There really isn't a "proper" setting....and your settings depend on many factors, including XO frequency to mains, preferred content (music/movies), etc, etc.
I recommend stereo, based on my needs/preference.

cheers


----------



## Bear123 (Dec 31, 2013)

Thanks, this is great news indeed. Will make my eq come out much better, and wondering that I might even gain some headroom.


----------



## Wayne A. Pflughaupt (Apr 13, 2006)

There may be good reasons to go with stereo subs, but not based on that graph. There’s barely enough difference between the two traces to actually make an audible distinction.

Consider that any _actual_ stereo bass content will originate with the signal source, and will pass through the receiver (assuming it can be set up for stereo subs) to the miniDSP. However, for the measurement you took we can assume that the test signal was simply mono and split between the two channels. As such the two measurements should be virtually identical because mono or stereo mode won’t make a difference if the signal source is mono. You weren’t clear if you were using the AVR or miniDSP to “toggle between mono and stereo,” but the fact that the measurements are so different suggests that something is amiss in your signal chain. 

Regards,
Wayne


----------



## Bear123 (Dec 31, 2013)

AVR single subwoofer output---->miniDSP input 1, then output 1 and 3 to each of my subs. Toggling mono to stereo on "system settings" tab of the miniDSP under "sub output mode". I plan to check the output level of each sub separately after toggling this mode. If it is indeed simply bumping the output level of one of the subs, I may stick to that mode since one of the subs is at 100% gain in order to level match with the miniDSP in line. And I suspect that if this is the case, that it is the sub that I had to max out the gain on that has been bumped up(it fills a 40-60 Hz null of the other sub). Here is a better representation of the difference in FR. To me it is a very noticeable change as it completely fills one of the nulls and reduces the other. Compression sets in early with my current eq in those areas, so I am hopeful that I might pick up a few dB of headroom.


----------



## Wayne A. Pflughaupt (Apr 13, 2006)

Bear123 said:


> AVR single subwoofer output---->miniDSP input 1, then output 1 and 3 to each of my subs. Toggling mono to stereo on "system settings" tab of the miniDSP under "sub output mode".

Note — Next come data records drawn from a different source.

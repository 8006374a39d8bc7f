use std::collections::HashSet;
use std::sync::Arc;

use async_trait::async_trait;

use business::domain::errors::RepositoryError;
use business::domain::product::model::Product;
use business::domain::product::repository::ProductRepository;

use crate::storage::KeyValueStore;

use super::entity::ProductEntity;

/// Keeps the whole product list as one JSON array under a single key.
pub struct ProductRepositoryKeyValue {
    store: Arc<dyn KeyValueStore>,
    key: String,
}

impl ProductRepositoryKeyValue {
    pub fn new(store: Arc<dyn KeyValueStore>, key: impl Into<String>) -> Self {
        Self {
            store,
            key: key.into(),
        }
    }
}

/// Parses the slot contents. A value that is not a JSON array is rejected as a
/// whole; individual bad or duplicated entries are skipped.
pub fn decode_products(raw: &str) -> Result<Vec<Product>, RepositoryError> {
    let values: Vec<serde_json::Value> = serde_json::from_str(raw).map_err(|e| {
        tracing::error!(error = %e, "stored product list is not a JSON array");
        RepositoryError::Corrupted
    })?;

    let mut seen = HashSet::new();
    let mut products = Vec::with_capacity(values.len());
    for (index, value) in values.into_iter().enumerate() {
        let product = match serde_json::from_value::<ProductEntity>(value)
            .map_err(|e| e.to_string())
            .and_then(|entity| entity.into_domain().map_err(|e| e.to_string()))
        {
            Ok(product) => product,
            Err(reason) => {
                tracing::warn!(index, %reason, "skipping malformed stored product");
                continue;
            }
        };

        if !seen.insert(product.id.clone()) {
            tracing::warn!(index, id = %product.id, "skipping stored product with duplicate id");
            continue;
        }
        products.push(product);
    }

    Ok(products)
}

pub fn encode_products(products: &[Product]) -> Result<String, RepositoryError> {
    let entities: Vec<ProductEntity> = products.iter().map(ProductEntity::from_domain).collect();
    serde_json::to_string(&entities).map_err(|_| RepositoryError::Persistence)
}

#[async_trait]
impl ProductRepository for ProductRepositoryKeyValue {
    async fn load_all(&self) -> Result<Vec<Product>, RepositoryError> {
        let raw = self.store.get(&self.key).map_err(|e| {
            tracing::error!(error = %e, key = %self.key, "failed to read product list");
            RepositoryError::Persistence
        })?;

        match raw {
            Some(raw) => decode_products(&raw),
            None => Ok(Vec::new()),
        }
    }

    async fn replace_all(&self, products: &[Product]) -> Result<(), RepositoryError> {
        let raw = encode_products(products)?;
        self.store.set(&self.key, &raw).map_err(|e| {
            tracing::error!(error = %e, key = %self.key, "failed to write product list");
            RepositoryError::Persistence
        })
    }
}
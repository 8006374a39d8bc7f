/// Repository errors for domain layer.
/// Use code-style identifiers for all error variants for i18n compatibility.
#[derive(Debug, thiserror::Error)]
pub enum RepositoryError {
    /// The slot could not be read or written.
    #[error("repository.persistence")]
    Persistence,
    /// The slot holds something that is not a product list.
    #[error("repository.corrupted")]
    Corrupted,
}

impl RepositoryError {
    pub fn persistence() -> Self {
        RepositoryError::Persistence
    }
    pub fn corrupted() -> Self {
        RepositoryError::Corrupted
    }
}
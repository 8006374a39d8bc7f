use serde::{Deserialize, Serialize};
use thiserror::Error;

use business::domain::product::errors::ProductError;
use business::domain::product::model::{Product, ProductDetails};
use business::domain::product::value_objects::{Price, ProductId, Quantity};

/// A stored number. Prices are written as two-digit strings, quantities as
/// integers, but either shape is accepted on read.
#[derive(Debug, Clone, PartialEq, Serialize, Deserialize)]
#[serde(untagged)]
pub enum StoredNumber {
    Number(serde_json::Number),
    Text(String),
}

impl StoredNumber {
    fn as_text(&self) -> String {
        match self {
            StoredNumber::Number(n) => n.to_string(),
            StoredNumber::Text(s) => s.clone(),
        }
    }
}

#[derive(Debug, Error)]
pub enum EntityError {
    #[error("entity.empty_id")]
    EmptyId,
    #[error("entity.invalid_field")]
    InvalidField(#[from] ProductError),
}

/// Serialized shape of one product in the storage slot.
#[derive(Debug, Clone, PartialEq, Serialize, Deserialize)]
pub struct ProductEntity {
    pub id: String,
    pub name: String,
    pub brand: String,
    pub quantity: StoredNumber,
    pub price: StoredNumber,
}

impl ProductEntity {
    pub fn from_domain(product: &Product) -> Self {
        Self {
            id: product.id.to_string(),
            name: product.name.clone(),
            brand: product.brand.clone(),
            quantity: StoredNumber::Number(product.quantity.value().into()),
            price: StoredNumber::Text(product.price.formatted()),
        }
    }

    /// Re-validates everything; stored data is not trusted.
    pub fn into_domain(self) -> Result<Product, EntityError> {
        if self.id.trim().is_empty() {
            return Err(EntityError::EmptyId);
        }

        let quantity: Quantity = self.quantity.as_text().parse()?;
        let price: Price = self.price.as_text().parse()?;
        let details = ProductDetails::new(&self.name, &self.brand, quantity, price)?;

        Ok(Product::from_repository(ProductId::new(self.id), details))
    }
}
/// Logging port used by the store and the dispatcher.
///
/// Infrastructure provides the implementation so the domain stays free of
/// any particular logging backend.
pub trait Logger: Send + Sync {
    fn info(&self, message: &str);
    fn warn(&self, message: &str);
    fn error(&self, message: &str);
    fn debug(&self, message: &str);
}
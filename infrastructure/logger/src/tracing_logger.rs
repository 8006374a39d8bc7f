use business::domain::logger::Logger;
use tracing::{debug, error, info, warn};

/// Target under which store and dispatcher events are emitted, so they can be
/// filtered with `RUST_LOG=inventory=debug`.
const TARGET: &str = "inventory";

/// [`Logger`] port backed by `tracing`.
#[derive(Debug, Clone, Copy, Default)]
pub struct TracingLogger;

impl Logger for TracingLogger {
    fn info(&self, message: &str) {
        info!(target: TARGET, "{}", message);
    }
    fn warn(&self, message: &str) {
        warn!(target: TARGET, "{}", message);
    }
    fn error(&self, message: &str) {
        error!(target: TARGET, "{}", message);
    }
    fn debug(&self, message: &str) {
        debug!(target: TARGET, "{}", message);
    }
}
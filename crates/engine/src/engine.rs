//! Management surface of the engine.
//!
//! [`ServiceEngine`] wires the store, registry, queue, slots, dispatcher and
//! scheduler together and exposes the operator operations: submission,
//! state and priority updates, slot tuning, metadata, search and output
//! access.

use std::collections::{BTreeSet, VecDeque};
use std::sync::Arc;

use pipewright_core::error::CoreError;
use pipewright_core::graph::GraphSnapshot;
use pipewright_core::lifecycle::{
    LifecycleStage, EVENT_CANCELED, EVENT_DEPENDENCY_FAILED, EVENT_RESUME, EVENT_SUSPEND,
    EVENT_UPDATE_PRIORITY, EVENT_UPDATE_STATE, MSG_KILLED_BY_DEPENDENCY_CANCELLATION,
};
use pipewright_core::metadata::ProcessorMetadata;
use pipewright_core::scheduling::{state_machine, ServiceState};
use pipewright_core::types::{DbId, ServiceId};
use pipewright_db::models::search::{Page, PageRequest, ServicePattern, TimeRange};
use pipewright_db::models::service::{NewService, ServiceEvent, ServiceRecord, StateChange};
use pipewright_db::store::{NotificationStore, ScheduledServiceStore, ServiceStore, WorkflowStore};
use pipewright_db::{DbPool, MemoryStore, PgStore};
use pipewright_events::bus::{EngineEvent, EventBus, SERVICE_PRIORITY_CHANGED};
use pipewright_events::notifier::NotificationDispatcher;
use serde_json::json;
use tokio::sync::Notify;

use crate::config::EngineConfig;
use crate::context::ServiceSubmitter;
use crate::dispatcher::{DispatchSettings, Dispatcher, RunningJobs};
use crate::error::{EngineError, EngineResult};
use crate::job_queue::JobQueue;
use crate::output::{open_output, OutputStream};
use crate::registry::ProcessorRegistry;
use crate::scheduler::ServiceScheduler;
use crate::slots::{ServerStats, SlotManager};
use crate::task_queue::ComputationQueue;
use crate::workflow::workflow_snapshot;

// ---------------------------------------------------------------------------
// Stores
// ---------------------------------------------------------------------------

/// The persistence ports the engine runs against.
#[derive(Clone)]
pub struct Stores {
    pub services: Arc<dyn ServiceStore>,
    pub notifications: Arc<dyn NotificationStore>,
    pub workflows: Arc<dyn WorkflowStore>,
    pub scheduled: Arc<dyn ScheduledServiceStore>,
}

impl Stores {
    /// All ports backed by one in-process store.
    pub fn memory() -> Self {
        Self::shared(Arc::new(MemoryStore::new()))
    }

    /// All ports backed by PostgreSQL.
    pub fn postgres(pool: DbPool) -> Self {
        Self::shared(Arc::new(PgStore::new(pool)))
    }

    /// All ports backed by one store implementing every trait.
    pub fn shared<S>(store: Arc<S>) -> Self
    where
        S: ServiceStore + NotificationStore + WorkflowStore + ScheduledServiceStore + 'static,
    {
        Self {
            services: store.clone(),
            notifications: store.clone(),
            workflows: store.clone(),
            scheduled: store,
        }
    }
}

 Ah. So basically this is a mono input signal split, not actually stereo. Looks like the Chinese lost something in the translation.



> I plan to check the output level of each sub separately after toggling this mode. If it is indeed simply bumping the output level of one of the subs...
> 
> Compression sets in early with my current eq in those areas, so I am hopeful that I might pick up a few dB of headroom.


Any increase in output level is merely the result of a boosted input signal. This does not increase headroom. It only means that the sub with the boosted signal will clip before the other one.

Regards,
Wayne


----------



## Bear123 (Dec 31, 2013)

Reasonable points Wayne, thanks. I suppose I can hope that the sub that did not receive a boost was clipping early. I will do some tinkering Monday to see if it is simply a matter of the signal being boosted to one of the subs. I will try to report back on my findings and any before and after graphs, especially if I gain any headroom from improving the response.


----------